Biotechnic & Histochemistry
- Discipline: Biotechnology
- Language: English
- Edited by: G.S. Nettleton

Publication details
- Former name: Stain Technology
- History: 1926–present
- Publisher: Taylor & Francis on behalf of the Biological Stain Commission
- Frequency: 8/year
- Impact factor: 1.718 (2020)

Standard abbreviations
- ISO 4: Biotech. Histochem.

Indexing
- CODEN: BIHIEU
- ISSN: 1052-0295 (print) 1473-7760 (web)
- LCCN: 91641272
- OCLC no.: 60626682

Links
- Journal homepage; Online access; Online archive;

= Biotechnic & Histochemistry =

Biotechnic & Histochemistry is a peer-reviewed scientific journal that covers all aspects of histochemistry and microtechnic in the biological sciences from botany to cell biology to medicine. It is published by Taylor & Francis on behalf of the Biological Stain Commission.

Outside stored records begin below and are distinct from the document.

use crate::discrete_system::{Lane, Time};
use crate::discrete_system::address::Address;

pub enum ScheduledEventAddress {
    SelfAddress,
    RemoteAddress(Address),
}

pub struct ScheduledEvent<M> {
    pub message: M,
    pub in_time: Time,
    pub lane: Lane,
    pub address: ScheduledEventAddress,
}

/// Everything a component wants to happen as a consequence of handling one
/// message. The system applies it after the handler returns.
pub struct Effector<M, C> {
    pub events: Vec<ScheduledEvent<M>>,
    pub components: Vec<C>,
    pub terminated: bool,
}

impl<M, C> Effector<M, C> {
    pub fn new() -> Effector<M, C> {
        Effector {
            events: Vec::new(),
            components: Vec::new(),
            terminated: false,
        }
    }

    fn push(&mut self, address: ScheduledEventAddress, in_time: Time, lane: Lane, message: M) {
        self.events.push(ScheduledEvent {
            in_time,
            message,
            lane,
            address,
        })
    }

    pub fn schedule_immediately(&mut self, address: Address, message: M) {
        self.push(ScheduledEventAddress::RemoteAddress(address), 0, Lane::Normal, message)
    }

    pub fn schedule_in_to_self(&mut self, in_time: Time, message: M) {
        self.push(ScheduledEventAddress::SelfAddress, in_time, Lane::Normal, message)
    }

    /// Delivers `message` at the current instant ahead of every normal event
    /// already queued for it.
    pub fn interrupt(&mut self, address: Address, message: M) {
        self.push(ScheduledEventAddress::RemoteAddress(address), 0, Lane::Interrupt, message)
    }

    pub fn instantiate_new_component(&mut self, data: C) {
        self.components.push(data);
    }

    /// Removes the component from the system once this effector is applied.
    /// Events still addressed to it are dropped on delivery.
    pub fn terminate(&mut self) {
        self.terminated = true;
    }
}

The journal was established in 1926 as Stain Technology by Harold J. Conn. It obtained its current title in 1991. The editor-in-chief is G. S. Nettleton.

== Abstracting and indexing ==
The journal is abstracted and indexed in Index Medicus/MEDLINE/PubMed, Current Contents/Life Sciences, Science Citation Index, and EMBASE/Excerpta Medica. According to the Journal Citation Reports, the journal has a 2020 impact factor of 1.718.